Good News On Climate Action

In any time of crisis there is a lot of bad news.  You have read a lot of it in these pages. However, there is also more and more good news that we must dwell on.

Most major social change movements take centuries, like the slow spread of agriculture throughout the world, the slow decline of the Roman Empire and its replacement by feudalism, the replacement of feudalism by industrial capitalism and socialism, the gradual spread of the Reformation throughout Europe.  These big, societal level changes, came with a lot of suffering and death and the new systems evolved only over large blocks of time.  The good changes we see now, in the face of the climate and extinction crisis, are proceeding much more rapidly.  As the crisis deepens, there is no question but that society is responding and the more evident the crisis comes obvious due to wildfires, hurricanes, extinction rates, hear waves,  the more rapidly society is responding.  Here are some positive trends.

Coal rapidly on its way out, having become far less of our energy supply in just the last 15 years.

Energy companies are investing in using grease and other fatty wastes to make diesel, a type of fuel that emits 50 to 80 percent less greenhouse gas than biofuel made from plants.

While the global population is still growing, the growth rate is slowing and the UN predicts that it will peak by 2050 and then begin to decline.  Good news, fewer hands tearing at Earth’s ecosystems.

Pipelines are being challenged everywhere: Standing Rock, the Straits of Mackinac, the Minnesota-Wisconsin shale oil line, Washington State.

Dams coming down on rivers all over the U.S., returning streams and rivers to their original state of health and freeing up fish migrations

Fourteen nations have just signed a global sustainable fisheries agreement that not only sets limit on catch and by-catch but also places huge areas of the ocean off limits to fishing

Every major automobile maker is now offering electrics, some companies offering more than one model, and this trend is continuing.
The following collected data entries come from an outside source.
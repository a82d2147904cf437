use crate::domain::cache::CacheKey;
use crate::domain::speech::{AudioSource, PrecacheOutcome};
use crate::domain::user::{User, UserServiceError};
use crate::error::AppResult;

use super::{Shell, ShellFlow};

pub(super) async fn dispatch(shell: &Shell, input: &str) -> AppResult<ShellFlow> {
    let (cmd, args) = match input.split_once(char::is_whitespace) {
        Some((cmd, args)) => (cmd, args.trim()),
        None => (input, ""),
    };

    match cmd.to_lowercase().as_str() {
        "quit" | "exit" => return Ok(ShellFlow::Quit),
        "help" => print_help(),
        "users" => list_users(shell)?,
        "user" => switch_user(shell, args)?,
        "add" => add_user(shell, args)?,
        "cache" => precache(shell, args).await?,
        "list-cache" => list_cache(shell)?,
        "uncache" => uncache(shell, args)?,
        "find" => find(shell, args)?,
        other => {
            println!("Unknown command: /{other}");
            println!("Type /help for available commands.");
        }
    }
    Ok(ShellFlow::Continue)
}

/// Speak a plain line of input with the current user's voice.
pub(super) async fn speak_line(shell: &Shell, text: &str) -> AppResult<()> {
    let Some((user_id, user)) = current_user(shell)? else {
        return Ok(());
    };

    let audio = shell.speech.speak(&user_id, text, &user.voice_id).await?;
    if audio.source == AudioSource::Cache {
        println!("(cached)");
    }
    shell.player.play(&audio.bytes)?;
    Ok(())
}

async fn precache(shell: &Shell, phrase: &str) -> AppResult<()> {
    if phrase.is_empty() {
        println!("Usage: /cache <phrase>");
        return Ok(());
    }
    let Some((user_id, user)) = current_user(shell)? else {
        return Ok(());
    };

    match shell.speech.precache(&user_id, phrase, &user.voice_id).await? {
        PrecacheOutcome::AlreadyCached(_) => println!("Phrase already cached."),
        PrecacheOutcome::Generated(key) => println!("Phrase cached as '{key}'."),
    }
    Ok(())
}

fn list_cache(shell: &Shell) -> AppResult<()> {
    let Some((user_id, _)) = current_user(shell)? else {
        return Ok(());
    };

    let keys = shell.speech.list_cached(&user_id)?;
    if keys.is_empty() {
        println!("No cached phrases.");
    } else {
        println!("Cached phrases ({}):", keys.len());
        for key in keys {
            println!("  {key}");
        }
    }
    Ok(())
}

fn uncache(shell: &Shell, input: &str) -> AppResult<()> {
    if input.is_empty() {
        println!("Usage: /uncache <phrase-or-key>");
        return Ok(());
    }
    let Some((user_id, _)) = current_user(shell)? else {
        return Ok(());
    };

    // Normal path: the argument is a phrase. Fall back to treating it as a
    // literal key, so entries shown by /list-cache can be pasted back.
    let derived = CacheKey::derive(input);
    if shell.speech.delete_cached(&user_id, &derived)? {
        println!("Removed '{derived}'.");
        return Ok(());
    }
    if let Some(literal) = CacheKey::parse(input) {
        if literal != derived && shell.speech.delete_cached(&user_id, &literal)? {
            println!("Removed '{literal}'.");
            return Ok(());
        }
    }
    println!("No cache entry for '{derived}'.");
    Ok(())
}

/// Prefix search over the cached phrases, computed from the store listing on
/// every call rather than a shadow index.
fn find(shell: &Shell, prefix: &str) -> AppResult<()> {
    let Some((user_id, _)) = current_user(shell)? else {
        return Ok(());
    };

    let normalized = CacheKey::derive(prefix);
    let keys = shell.speech.list_cached(&user_id)?;
    let matches: Vec<_> = keys
        .iter()
        .filter(|k| k.as_str().starts_with(normalized.as_str()))
        .collect();

    if matches.is_empty() {
        println!("No cached phrases match.");
    } else {
        for key in matches {
            println!("  {}", key.as_str().replace('_', " "));
        }
    }
    Ok(())
}

fn list_users(shell: &Shell) -> AppResult<()> {
    let users = shell.users.list_users()?;
    if users.is_empty() {
        println!("No users configured.");
    } else {
        println!("Users:");
        for user in users {
            let marker = if user.is_current { " *" } else { "" };
            println!("  {}: {}{}", user.id, user.name, marker);
        }
    }
    Ok(())
}

fn switch_user(shell: &Shell, user_id: &str) -> AppResult<()> {
    if user_id.is_empty() {
        println!("Usage: /user <id>");
        return Ok(());
    }
    match shell.users.switch_user(user_id) {
        Ok(user) => println!("Switched to user: {}", user.name),
        Err(UserServiceError::NotFound) => println!("User '{user_id}' not found."),
        Err(e) => return Err(e.into()),
    }
    Ok(())
}

fn add_user(shell: &Shell, args: &str) -> AppResult<()> {
    let mut parts = args.splitn(3, char::is_whitespace);
    let (Some(id), Some(voice_id), Some(name)) = (parts.next(), parts.next(), parts.next())
    else {
        println!("Usage: /add <id> <voice_id> <name>");
        return Ok(());
    };

    let user = shell.users.add_user(id, voice_id, name)?;
    println!("Added user: {}", user.name);
    Ok(())
}

fn current_user(shell: &Shell) -> AppResult<Option<(String, User)>> {
    let current = shell.users.current_user()?;
    if current.is_none() {
        println!("No user selected. Use /add or /user first.");
    }
    Ok(current)
}

fn print_help() {
    println!(
        "
voicebox
========
Type text to speak it using the current user's voice.
Repeated phrases replay from the local cache without a network call.

Commands:
  /user <id>                  - Switch to user
  /users                      - List all users
  /add <id> <voice_id> <name> - Add a new user
  /cache <phrase>             - Pre-cache a phrase
  /list-cache                 - List cached phrases for current user
  /uncache <phrase-or-key>    - Remove a cached phrase
  /find <prefix>              - Search cached phrases by prefix
  /help                       - Show this help
  /quit                       - Exit
"
    );
}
Furthermore, the range of the newer electrics in increasing.

Large funders such as major banks are pulling out of oil for two reasons:  Bloomberg News (a respected, conservative, business-oriented publication), reports this year we achieved peak oil around the globe.  (Peak oil is the stage at which it is no longer profitable to drill and harvest even though much oil remains in the ground, since it takes more energy to get it out than is gotten out.  And the big banks fear that governments will end their subsidies to oil drilling and close off large areas of oil-rich lands in the name of conservation.  Oil is no longer a good investment.  The decline of coal and oil make renewable energy more attractive and solar is becoming cheaper than fossil fuels in many areas.  Even where it’s not, it is still being installed.

The Army Corps of Engineers, once notorious for permitting mega-projects like big dams and fossil fuel infrastructure, has actually drafted a plan for sustainability in its operations.  It has denied a permit for the ecological monster, the Pebble Mine in Alaska.

Here at home hundreds of cities and universities and some businesses have pledged to abide by Paris agreement even though the U.S. has withdrawn it, and many haven set a goal of zero emissions.

In England the national highway department is planning to plant wildflower habitat along 500 miles of new road, adding to the 200 now there, and to go back and plant existing roadsides.

Nation states, including China, have set zero emissions goals.

So called advanced peoples are beginning to recognize the wisdom of traditional indigenous peoples and their way of living to minimally impact Nature

Even U.S. military has a program to cut energy use on its bases

Battery storage technology advancing rapidly.  This is important not only for electric cars, but for storing the energy from solar and wind in those times when the wind does not blow and the sun does not shine, making renewables far more reliable.  Wind and solar are now cheaper than coal around the world/rapidly raising the percentage of renewable electric energy used.  Energy relies ever more heavily on renewables in places like Texas, Iowa, West Virginia, and many European countries

Environmental sanity has returned to the Whitehouse.  While President Trump did rollback many environmental rules, 85 percent of his attempts were defeated in the courts.  We can expect the Biden Administration to repair as much of the damage as possible, and that with the help of big business whose leaders just urged him publically to address Climate Change.

The percentage of Americans who believe Climate Change is real and want government to do something continues to rise.

Children and young people have come out onto the streets by the millions to express their anger at the failure of leaders to act, and they support a Green New Deal.  What is more, the pandemic has not stopped them and they continue to organize and lobby virtually.

There are many challenges ahead, not the least of which is that we are running out of time,  and we must keep them in view if only for the fear they inspire that makes us act,  but major social change regarding our species relationship with the environment is underway at and a pace which in historical perspective, is revolutionary.  This is not the end of environmental deterioration generated by our industrial civilization, not even the beginning of the end, but it is the end of the beginning

Take hope, and get out on the frontlines.